If you need to ensure you never read stale data you should be using wsrep_causal_reads=1
Thanks Peter, so indeed you were referring to actual visibility differences on the nodes, when you said “..Asynchronous from Data Propagation Standpoint…” I thought perhaps you meant the time from when the update was first issued (including the time to replicate over and certify).
Robert – when I said cluster-wide commit, I meant at the point at which a global transaction ID is issued, then certification takes place, when I said local commit, I meant when the statement was initiated (meant to write ‘local commit issuance’) just before replication and certification. No argument the commits happen independently (good clarification to bring up) and it’s possible for them to happen at different times, just trying to figure out what was being measured here.
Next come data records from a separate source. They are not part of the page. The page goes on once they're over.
// SPDX-FileCopyrightText: 2026 TriliTech <contact@trili.tech>
//
// SPDX-License-Identifier: MIT

//! The head/tail encoder.
//!
//! A composite value is laid out as a fixed-size head region followed by a
//! tail region. A static child is encoded directly into the head, occupying
//! exactly its own static size. A dynamic child leaves a single offset word
//! in the head and appends its encoding to the tail; the offset is the byte
//! distance from the start of the enclosing block to that tail. Dynamic
//! arrays additionally prefix the whole block with their element count.
//!
//! Offsets resolve left-to-right: the offset of the i-th dynamic child is
//! the total head length plus the lengths of all tails emitted before it,
//! so a block can be produced in a single pass.

use num_bigint::BigInt;
use num_rational::BigRational;

use crate::ast::{Type, Value};
use crate::serializer::word;

/// Errors raised when a value cannot be encoded at its claimed type.
#[derive(Debug, Clone, PartialEq, Eq, thiserror::Error)]
pub enum EncodeError {
    /// A numeric value does not fit the width, sign or scale of its type.
    #[error("value {0} is out of range for type {1}")]
    ValueOutOfRange(String, Type),
    /// An array, tuple or fixed-bytes value disagrees with the length fixed
    /// by its type.
    #[error("value has {actual} elements, but type {ty} expects {expected}")]
    LengthMismatch {
        /// The type whose length constraint is violated.
        ty: Type,
        /// Length fixed by the type.
        expected: usize,
        /// Length found in the value.
        actual: usize,
    },
    /// The value's variant does not mirror the type's.
    #[error("invalid value {0} for type {1}")]
    InvalidValueForType(String, Type),
    /// The type has no usable encoding: its widths or lengths fall outside
    /// the grammar's ranges, or its layout cannot exist on this target
    /// (arrays over zero-sized elements, static sizes past `usize`).
    #[error("type {0} has no defined encoding")]
    UnsupportedType(Type),
}

/// Encodes `value` at type `ty` into a fresh buffer.
///
/// Produces the canonical encoding: deterministic, all mandated padding
/// zero, tails in declaration order with no gaps, total length a multiple
/// of 32. Fails if the value's shape, ranges or lengths disagree with
/// `ty`; on failure nothing is returned, there are no partial results.
pub fn encode(ty: &Type, value: &Value) -> Result<Vec<u8>, EncodeError> {
    let mut out = Vec::new();
    encode_value(ty, value, &mut out)?;
    Ok(out)
}

/// Encodes call data: the 4-byte selector followed by `encode(ty, value)`.
///
/// The selector is opaque input here; deriving it from a function
/// signature is the descriptor layer's business.
pub fn encode_call(
    selector: [u8; 4],
    ty: &Type,
    value: &Value,
) -> Result<Vec<u8>, EncodeError> {
    let mut out = Vec::new();
    out.extend_from_slice(&selector);
    encode_value(ty, value, &mut out)?;
    Ok(out)
}

fn out_of_range(ty: &Type, value: &Value) -> EncodeError {
    EncodeError::ValueOutOfRange(format!("{value:?}"), ty.clone())
}

fn length_mismatch(ty: &Type, expected: usize, actual: usize) -> EncodeError {
    EncodeError::LengthMismatch {
        ty: ty.clone(),
        expected,
        actual,
    }
}

/// Appends the encoding of one (type, value) pair to `out`.
fn encode_value(
    ty: &Type,
    value: &Value,
    out: &mut Vec<u8>,
) -> Result<(), EncodeError> {
    if !ty.widths_in_range() {
        return Err(EncodeError::UnsupportedType(ty.clone()));
    }
    match (ty, value) {
        (Type::Uint(bits), Value::Uint(n)) => {
            if !word::uint_fits(n, *bits) {
                return Err(out_of_range(ty, value));
            }
            word::put_uint_word(n, out);
            Ok(())
        }
        (Type::Int(bits), Value::Int(n)) => {
            if !word::int_fits(n, *bits) {
                return Err(out_of_range(ty, value));
            }
            word::put_int_word(n, out);
            Ok(())
        }
        (Type::Bool, Value::Bool(b)) => {
            word::put_usize_word(usize::from(*b), out);
            Ok(())
        }
        (Type::Address, Value::Address(address)) => {
            // Laid out as uint160: 12 zero bytes, then the address.
            out.resize(out.len() + 12, 0);
            out.extend_from_slice(address.as_bytes());
            Ok(())
        }
        (Type::Function, Value::Function(address, selector)) => {
            // 20-byte address, 4-byte selector, zero tail.
            out.extend_from_slice(address.as_bytes());
            out.extend_from_slice(selector);
            out.resize(out.len() + 8, 0);
            Ok(())
        }
        (Type::Fixed(bits, scale), Value::Fixed(x)) => {
            match scaled_mantissa(x, *scale) {
                Some(mantissa) if word::int_fits(&mantissa, *bits) => {
                    word::put_int_word(&mantissa, out);
                    Ok(())
                }
                _ => Err(out_of_range(ty, value)),
            }
        }
        (Type::Ufixed(bits, scale), Value::Ufixed(x)) => {
            // A negative mantissa has no BigUint form and is rejected.
            match scaled_mantissa(x, *scale).and_then(|m| m.to_biguint()) {
                Some(mantissa) if word::uint_fits(&mantissa, *bits) => {
                    word::put_uint_word(&mantissa, out);
                    Ok(())
                }
                _ => Err(out_of_range(ty, value)),
            }
        }
        (Type::FixedBytes(len), Value::FixedBytes(data)) => {
            if data.len() != *len {
                return Err(length_mismatch(ty, *len, data.len()));
            }
            // One full word even for bytes0.
            out.extend_from_slice(data);
            out.resize(out.len() + (word::WORD_SIZE - data.len()), 0);
            Ok(())
        }
        (Type::Bytes, Value::Bytes(data)) => {
            put_len_prefixed(data, out);
            Ok(())
        }
        (Type::String, Value::String(text)) => {
            put_len_prefixed(text.as_bytes(), out);
            Ok(())
        }
        (Type::FixedArray(element, len), Value::Array(elements)) => {
            if element.is_zero_sized() {
                return Err(EncodeError::UnsupportedType(ty.clone()));
            }
            if elements.len() != *len {
                return Err(length_mismatch(ty, *len, elements.len()));
            }
            encode_block(ty, elements.iter().map(|v| (element.as_ref(), v)), out)
        }
        (Type::Array(element), Value::Array(elements)) => {
            if element.is_zero_sized() {
                return Err(EncodeError::UnsupportedType(ty.clone()));
            }
            word::put_usize_word(elements.len(), out);
            encode_block(ty, elements.iter().map(|v| (element.as_ref(), v)), out)
        }
        (Type::Tuple(types), Value::Tuple(values)) => {
            if values.len() != types.len() {
                return Err(length_mismatch(ty, types.len(), values.len()));
            }
            encode_block(ty, types.iter().zip(values), out)
        }
        (ty, value) => Err(EncodeError::InvalidValueForType(
            format!("{value:?}"),
            ty.clone(),
        )),
    }
}

/// Encodes an ordered block of children: heads in order, then the tails of
/// the dynamic children in the same order. Offsets are measured from the
/// start of this block, which the caller has already prefixed with any
/// count word. `ty` is the composite the block belongs to, reported when
/// its layout exceeds the address space.
fn encode_block<'a>(
    ty: &Type,
    children: impl Iterator<Item = (&'a Type, &'a Value)> + Clone,
    out: &mut Vec<u8>,
) -> Result<(), EncodeError> {
    let head_len = children.clone().try_fold(0usize, |sum, (child, _)| {
        child
            .head_size()
            .and_then(|head| sum.checked_add(head))
            .ok_or_else(|| EncodeError::UnsupportedType(child.clone()))
    })?;
    let mut tails = Vec::new();
    for (child, value) in children {
        if child.is_dynamic() {
            let offset = head_len
                .checked_add(tails.len())
                .ok_or_else(|| EncodeError::UnsupportedType(ty.clone()))?;
            word::put_usize_word(offset, out);
            encode_value(child, value, &mut tails)?;
        } else {
            encode_value(child, value, out)?;
        }
    }
    out.extend_from_slice(&tails);
    Ok(())
}

/// Length word, then the payload right-zero-padded to a word boundary.
fn put_len_prefixed(data: &[u8], out: &mut Vec<u8>) {
    word::put_usize_word(data.len(), out);
    word::put_padded_bytes(data, out);
}

/// `x * 10^scale`, if that is an exact integer.
fn scaled_mantissa(x: &BigRational, scale: u8) -> Option<BigInt> {
    let scaled = x * BigRational::from_integer(word::ten_pow(scale));
    scaled.is_integer().then(|| scaled.to_integer())
}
@Mike, thanks for the clarification. One of the issues with Galera overall is that the terminology is sometimes not very clear from the user docs, though of course it’s pretty clear in the heads of the Codership developers. Cheers, Robert
Peter,
The script got totally broken,
so there is no good way to copy-paste it.
Vadim,
Ah… Still the highlighting plugin problems. I have changed it to blockquote hope it is easy now
If you’re interested in using Percona xtraDB Cluster for production, I would highly recommend you use something else instead. Trust me on this, it will cost you dearly.
Hi Peter,
Nice article. Recently we shifted on following new dedicated server. From first day onwards, we were facing the performance issue. Still MYSQL load was very high but site was not going down.
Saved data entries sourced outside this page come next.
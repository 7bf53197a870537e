use crate::math::Dec;

/// Upper bound on positions processed per maintenance cycle
pub const MAX_PAGE_LIMIT: i64 = 10_000;

/// Maximum number of pool ids the params account can hold
pub const MAX_ENABLED_POOLS: usize = 64;

/// Seed for the params PDA
pub const PARAMS_SEED: &[u8] = b"leverage_params";

/// Default maximum leverage (10x)
pub const DEFAULT_LEVERAGE_MAX: Dec = Dec::from_int(10);

/// Default epoch length in blocks
pub const DEFAULT_EPOCH_LENGTH: i64 = 1;

/// Default global cap on open positions
pub const DEFAULT_MAX_OPEN_POSITIONS: i64 = 9999;

/// Default pool open threshold (0.2)
pub const DEFAULT_POOL_OPEN_THRESHOLD: Dec = Dec::new_with_prec(2, 1);

/// Default safety factor (1.1)
pub const DEFAULT_SAFETY_FACTOR: Dec = Dec::new_with_prec(11, 1);

pub const DEFAULT_WHITELISTING_ENABLED: bool = false;

pub const DEFAULT_FALLBACK_ENABLED: bool = true;

/// Default positions processed per block
pub const DEFAULT_NUMBER_PER_BLOCK: i64 = 1000;

/// Default exit buffer (0.05)
pub const DEFAULT_EXIT_BUFFER: Dec = Dec::new_with_prec(5, 2);

pub const DEFAULT_STOP_LOSS_ENABLED: bool = true;

/// Default liabilities factor (1.0)
pub const DEFAULT_LIABILITIES_FACTOR: Dec = Dec::one();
Then we did some R&D on Percona MYSQL server and found that Percona need some configuration setting regarding to memory allocation. So we did some memory allocation setting in my.cnf file. On first day after doing memory allocation setting in my.cnf file, site performance was good.
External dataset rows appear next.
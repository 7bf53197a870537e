use anchor_lang::prelude::*;
use crate::constants::*;
use crate::errors::LeverageError;
use crate::math::{BigDec, Dec};

/// Risk and operational parameters for leveraged liquidity positions.
///
/// Ratio fields are `Option<Dec>`: `None` is the unset state and is rejected
/// by [`Params::validate`], so it stays distinguishable from zero both in
/// memory and in the Borsh layout.
#[derive(AnchorSerialize, AnchorDeserialize, Clone, Debug, PartialEq, Eq)]
pub struct Params {
    /// Maximum allowed position leverage
    pub leverage_max: Option<Dec>,
    /// Blocks between maintenance runs
    pub epoch_length: i64,
    /// Global cap on concurrently open positions
    pub max_open_positions: i64,
    /// Minimum pool liquidity ratio for opening new positions
    pub pool_open_threshold: Option<Dec>,
    /// Margin of safety applied in risk calculations
    pub safety_factor: Option<Dec>,
    /// Restrict positions to `enabled_pools`
    pub whitelisting_enabled: bool,
    pub fallback_enabled: bool,
    /// Positions processed per maintenance cycle
    pub number_per_block: i64,
    /// Pool ids eligible for leveraged positions
    pub enabled_pools: Vec<u64>,
    /// Buffer applied when exiting a position
    pub exit_buffer: Option<Dec>,
    pub stop_loss_enabled: bool,
    /// Scaling applied to liabilities in solvency checks
    pub liabilities_factor: Option<Dec>,
}

impl Params {
    /// Borsh size with `enabled_pools` at capacity
    pub const MAX_SIZE: usize = 17 + // leverage_max
        8 +  // epoch_length
        8 +  // max_open_positions
        17 + // pool_open_threshold
        17 + // safety_factor
        1 +  // whitelisting_enabled
        1 +  // fallback_enabled
        8 +  // number_per_block
        4 + 8 * MAX_ENABLED_POOLS + // enabled_pools
        17 + // exit_buffer
        1 +  // stop_loss_enabled
        17;  // liabilities_factor

    /// Genesis parameter set
    pub fn new() -> Self {
        Self {
            leverage_max: Some(DEFAULT_LEVERAGE_MAX),
            epoch_length: DEFAULT_EPOCH_LENGTH,
            max_open_positions: DEFAULT_MAX_OPEN_POSITIONS,
            pool_open_threshold: Some(DEFAULT_POOL_OPEN_THRESHOLD),
            safety_factor: Some(DEFAULT_SAFETY_FACTOR),
            whitelisting_enabled: DEFAULT_WHITELISTING_ENABLED,
            fallback_enabled: DEFAULT_FALLBACK_ENABLED,
            number_per_block: DEFAULT_NUMBER_PER_BLOCK,
            enabled_pools: Vec::new(),
            exit_buffer: Some(DEFAULT_EXIT_BUFFER),
            stop_loss_enabled: DEFAULT_STOP_LOSS_ENABLED,
            liabilities_factor: Some(DEFAULT_LIABILITIES_FACTOR),
        }
    }

    pub fn default_params() -> Self {
        Self::new()
    }

    pub fn big_dec_safety_factor(&self) -> Option<BigDec> {
        self.safety_factor.map(BigDec::from_dec)
    }

    pub fn big_dec_pool_open_threshold(&self) -> Option<BigDec> {
        self.pool_open_threshold.map(BigDec::from_dec)
    }

    pub fn big_dec_exit_buffer(&self) -> Option<BigDec> {
        self.exit_buffer.map(BigDec::from_dec)
    }

    pub fn is_pool_enabled(&self, pool_id: u64) -> bool {
        self.enabled_pools.contains(&pool_id)
    }
}

impl Default for Params {
    fn default() -> Self {
        Self::new()
    }
}

/// Committed parameter set for the protocol
#[account]
pub struct ParamsConfig {
    /// Authority allowed to replace the params
    pub authority: Pubkey,
    /// Current parameter set
    pub params: Params,
    /// Bump seed for the params PDA
    pub bump: u8,
    /// Reserved for future upgrades
    pub _reserved: [u8; 32],
}

impl ParamsConfig {
    pub const SIZE: usize = 8 + // discriminator
        32 + // authority
        Params::MAX_SIZE + // params
        1 +  // bump
        32;  // _reserved

    pub fn initialize(&mut self, authority: Pubkey, bump: u8) -> Result<()> {
        let params = Params::new();
        params.validate()?;

        self.authority = authority;
        self.params = params;
        self.bump = bump;

        Ok(())
    }

    /// Validate `candidate` and replace the stored params as a whole.
    /// On error the stored params are left untouched.
    pub fn replace_params(&mut self, candidate: Params) -> Result<()> {
        candidate.validate()?;
        require_gte!(
            MAX_ENABLED_POOLS,
            candidate.enabled_pools.len(),
            LeverageError::TooManyEnabledPools
        );

        self.params = candidate;

        Ok(())
    }
}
But from second day again performance degradation started and now it is slow again. MySQL load is not going very high. We have also noticed that many process stay in sleeping condition for long time like 200-300 processes.
Current Server Details (Dedicated Server):
Software:
Apache Version – 2.2.15 (CentOS)
PHP Version – 5.3.3
MySQL – 5.1.66 [Percona XtraDB Cluster (GPL) (5.5.30)] (InnoDB Engine)
PHP My Admin – 5.3.3
Hardware:
Node:2
CPU = Quard Core
RAM = 12 GB
HDD = 1 TB
IP Addresses = 2
Please help me if there is something we missed.
Manish,
Blog post comment is not the best place for asking questions specific to your case. I’d encourage you to ask the question on our forums instead https://www.percona.com/forums/questions-discussions/percona-xtradb-cluster
Jason – Could you clarify what you mean? Why will it cost dearly and what would you propose instead? Percona Server?
In my experience all Percona products are quite stable and are pretty well supported (even if you don’t have the premium consulting services)
We are providing services echo-investigations for business or wedding, associate people qualifications or quality.
Doing Sysbench test with Standalone Mysql Server we got trasactions/sec 3000 & with percona cluster we got 400/sec. Is it expected?